A good litmus test to see why the representation you've given doesn't quite work is to see it's action on the state $|10\rangle$. We expect $$ (I \otimes H)|10\rangle = |1+\rangle = \frac{1}{\sqrt{2}}(|10\rangle +|11\rangle). $$ However, $$ \begin{bmatrix} \frac{1}{\sqrt{2}} & \frac{1}{\sqrt{2}} & 0 & 0 \\ \frac{1}{\sqrt{2}} & -\frac{1}{\sqrt{2}} & 0 & 0 \\ 0 & 0 & 1 & 0 \\ 0 & 0 & 0 & 1 \end{bmatrix} \begin{bmatrix} 0 \\ 0 \\ 1 \\ 0 \end{bmatrix} = \begin{bmatrix} 0 \\ 0 \\ 1 \\ 0 \\ \end{bmatrix} = |10\rangle $$ which is trivially incorrect. In your matrix, it seems we've overlooked the behavior of the system on the second qubit when the first qubit (furthest left qubit) is in the state $|1\rangle$.

Your mistake seems to stem from a common misunderstanding (especially when considering gates in quantum computing) of the tensor product.
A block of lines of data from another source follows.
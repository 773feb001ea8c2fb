//! Configuration loading from TOML files
//!
//! Config file is selected via:
//! 1. --config <path> command line argument
//! 2. CONFIG_FILE environment variable
//! 3. Default: config/dev.toml
//!
//! Every section and field is optional; missing values fall back to defaults.

use crate::io::estimator::EstimatorOptions;
use crate::services::calibration::Calibration;
use anyhow::Context;
use serde::Deserialize;
use std::env;
use std::fs;
use std::net::{IpAddr, SocketAddr};
use std::path::Path;
use tracing::warn;

#[derive(Debug, Clone, Deserialize)]
pub struct ServerConfig {
    #[serde(default = "default_bind_address")]
    pub bind_address: String,
    #[serde(default = "default_port")]
    pub port: u16,
    /// Service id reported by /health
    #[serde(default = "default_service_name")]
    pub service_name: String,
    /// Largest accepted request body (bytes)
    #[serde(default = "default_max_upload_bytes")]
    pub max_upload_bytes: usize,
}

fn default_bind_address() -> String {
    "0.0.0.0".to_string()
}

fn default_port() -> u16 {
    8001
}

fn default_service_name() -> String {
    "body-measurement-api".to_string()
}

fn default_max_upload_bytes() -> usize {
    20 * 1024 * 1024
}

impl Default for ServerConfig {
    fn default() -> Self {
        Self {
            bind_address: default_bind_address(),
            port: default_port(),
            service_name: default_service_name(),
            max_upload_bytes: default_max_upload_bytes(),
        }
    }
}

#[derive(Debug, Clone, Deserialize)]
pub struct EstimatorConfig {
    /// Pose sidecar endpoint
    #[serde(default = "default_estimator_url")]
    pub url: String,
    /// Deadline for one estimator call
    #[serde(default = "default_estimator_timeout_ms")]
    pub timeout_ms: u64,
    #[serde(flatten)]
    pub options: EstimatorOptions,
}

fn default_estimator_url() -> String {
    "http://127.0.0.1:8502/pose".to_string()
}

fn default_estimator_timeout_ms() -> u64 {
    10_000
}

impl Default for EstimatorConfig {
    fn default() -> Self {
        Self {
            url: default_estimator_url(),
            timeout_ms: default_estimator_timeout_ms(),
            options: EstimatorOptions::default(),
        }
    }
}

#[derive(Debug, Clone, Deserialize)]
pub struct MetricsConfig {
    /// Periodic metrics log interval (0 to disable)
    #[serde(default = "default_metrics_interval")]
    pub interval_secs: u64,
}

fn default_metrics_interval() -> u64 {
    60
}

impl Default for MetricsConfig {
    fn default() -> Self {
        Self { interval_secs: default_metrics_interval() }
    }
}

#[derive(Debug, Clone, Deserialize, Default)]
pub struct TomlConfig {
    #[serde(default)]
    pub server: ServerConfig,
    #[serde(default)]
    pub estimator: EstimatorConfig,
    #[serde(default)]
    pub calibration: Calibration,
    #[serde(default)]
    pub metrics: MetricsConfig,
}

/// Main configuration struct used throughout the application
#[derive(Debug, Clone)]
pub struct Config {
    bind_address: String,
    port: u16,
    service_name: String,
    max_upload_bytes: usize,
    estimator_url: String,
    estimator_timeout_ms: u64,
    estimator_options: EstimatorOptions,
    calibration: Calibration,
    metrics_interval_secs: u64,
    config_file: String,
}

impl Default for Config {
    fn default() -> Self {
        Self::from_toml(TomlConfig::default(), "default".to_string())
    }
}

impl Config {
    fn from_toml(toml_config: TomlConfig, config_file: String) -> Self {
        Self {
            bind_address: toml_config.server.bind_address,
            port: toml_config.server.port,
            service_name: toml_config.server.service_name,
            max_upload_bytes: toml_config.server.max_upload_bytes,
            estimator_url: toml_config.estimator.url,
            estimator_timeout_ms: toml_config.estimator.timeout_ms,
            estimator_options: toml_config.estimator.options,
            calibration: toml_config.calibration,
            metrics_interval_secs: toml_config.metrics.interval_secs,
            config_file,
        }
    }

    /// Determine config file path from the CLI value or environment
    pub fn resolve_config_path(cli_path: Option<&str>) -> String {
        if let Some(path) = cli_path {
            return path.to_string();
        }

        // Check CONFIG_FILE environment variable
        if let Ok(path) = env::var("CONFIG_FILE") {
            return path;
        }

        // Default to dev.toml
        "config/dev.toml".to_string()
    }

    /// Load configuration from a TOML file
    pub fn from_file<P: AsRef<Path>>(path: P) -> anyhow::Result<Self> {
        let path = path.as_ref();
        let content = fs::read_to_string(path)
            .with_context(|| format!("Failed to read config file {}", path.display()))?;

        let toml_config: TomlConfig = toml::from_str(&content)
            .with_context(|| format!("Failed to parse config file {}", path.display()))?;

        toml_config
            .calibration
            .validate()
            .map_err(anyhow::Error::msg)
            .with_context(|| format!("Invalid [calibration] in {}", path.display()))?;

        let options = &toml_config.estimator.options;
        if options.model_complexity > 2 {
            anyhow::bail!(
                "Invalid [estimator] in {}: model_complexity must be 0, 1 or 2, got {}",
                path.display(),
                options.model_complexity
            );
        }
        if !(0.0..=1.0).contains(&options.min_detection_confidence) {
            anyhow::bail!(
                "Invalid [estimator] in {}: min_detection_confidence must be within 0..=1, got {}",
                path.display(),
                options.min_detection_confidence
            );
        }

        Ok(Self::from_toml(toml_config, path.display().to_string()))
    }

    /// Load configuration - tries TOML file first, falls back to defaults
    pub fn load_from_path(path: &str) -> Self {
        match Self::from_file(path) {
            Ok(config) => config,
            Err(e) => {
                warn!(error = %format!("{e:#}"), "config_load_failed_using_defaults");
                Self::default()
            }
        }
    }

    /// Socket address to listen on
    pub fn listen_addr(&self) -> anyhow::Result<SocketAddr> {
        let ip: IpAddr = self
            .bind_address
            .parse()
            .with_context(|| format!("Invalid bind_address {}", self.bind_address))?;
        Ok(SocketAddr::new(ip, self.port))
    }

    // Getters for all config fields
    pub fn bind_address(&self) -> &str {
        &self.bind_address
    }

    pub fn port(&self) -> u16 {
        self.port
    }

    pub fn service_name(&self) -> &str {
        &self.service_name
    }

    pub fn max_upload_bytes(&self) -> usize {
        self.max_upload_bytes
    }

    pub fn estimator_url(&self) -> &str {
        &self.estimator_url
    }

    pub fn estimator_timeout_ms(&self) -> u64 {
        self.estimator_timeout_ms
    }

    pub fn estimator_options(&self) -> EstimatorOptions {
        self.estimator_options
    }

    pub fn calibration(&self) -> &Calibration {
        &self.calibration
    }

    pub fn metrics_interval_secs(&self) -> u64 {
        self.metrics_interval_secs
    }

    pub fn config_file(&self) -> &str {
        &self.config_file
    }

    /// Override the listen port (from the command line)
    pub fn with_port(mut self, port: u16) -> Self {
        self.port = port;
        self
    }

    /// Override the estimator endpoint (from the command line)
    pub fn with_estimator_url(mut self, url: impl Into<String>) -> Self {
        self.estimator_url = url.into();
        self
    }
}

#[cfg(test)]
mod tests {
    use super::*;

    #[test]
    fn test_default_config() {
        let config = Config::default();
        assert_eq!(config.bind_address(), "0.0.0.0");
        assert_eq!(config.port(), 8001);
        assert_eq!(config.service_name(), "body-measurement-api");
        assert_eq!(config.max_upload_bytes(), 20 * 1024 * 1024);
        assert_eq!(config.estimator_url(), "http://127.0.0.1:8502/pose");
        assert_eq!(config.estimator_timeout_ms(), 10_000);
        assert_eq!(config.estimator_options(), EstimatorOptions::default());
        assert_eq!(config.calibration(), &Calibration::default());
        assert_eq!(config.metrics_interval_secs(), 60);
        assert_eq!(config.config_file(), "default");
    }

    #[test]
    fn test_resolve_config_path_from_arg() {
        assert_eq!(Config::resolve_config_path(Some("config/prod.toml")), "config/prod.toml");
    }

    #[test]
    fn test_resolve_config_path_default() {
        if env::var("CONFIG_FILE").is_err() {
            assert_eq!(Config::resolve_config_path(None), "config/dev.toml");
        }
    }

    #[test]
    fn test_listen_addr() {
        let config = Config::default().with_port(9000);
        assert_eq!(config.listen_addr().unwrap(), "0.0.0.0:9000".parse().unwrap());
    }

    #[test]
    fn test_overrides() {
        let config = Config::default().with_estimator_url("http://pose:9000/infer");
        assert_eq!(config.estimator_url(), "http://pose:9000/infer");
    }

    #[test]
    fn test_empty_toml_is_all_defaults() {
        let toml_config: TomlConfig = toml::from_str("").unwrap();
        let config = Config::from_toml(toml_config, "empty".to_string());
        assert_eq!(config.port(), 8001);
        assert_eq!(config.estimator_options().model_complexity, 2);
    }
}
The tensor product is not just a straightforward combination of two matrices; it is a mathematical operation that captures the combined effect of an operator acting on two systems in parallel.

Remember that if we have two separate systems (e.g. two unentangled qubits), the combined state of the two systems is represented by the tensor product of the two systems ($|01\rangle$ is just shorthand for $|0\rangle \otimes |1\rangle$). Similarly, when we want to describe the effect of two operators acting on these systems, we use the tensor product of the operators. When you take the tensor product of two matrices, you're essentially describing how each element of the first matrix acts in conjunction with each element of the second matrix on the system.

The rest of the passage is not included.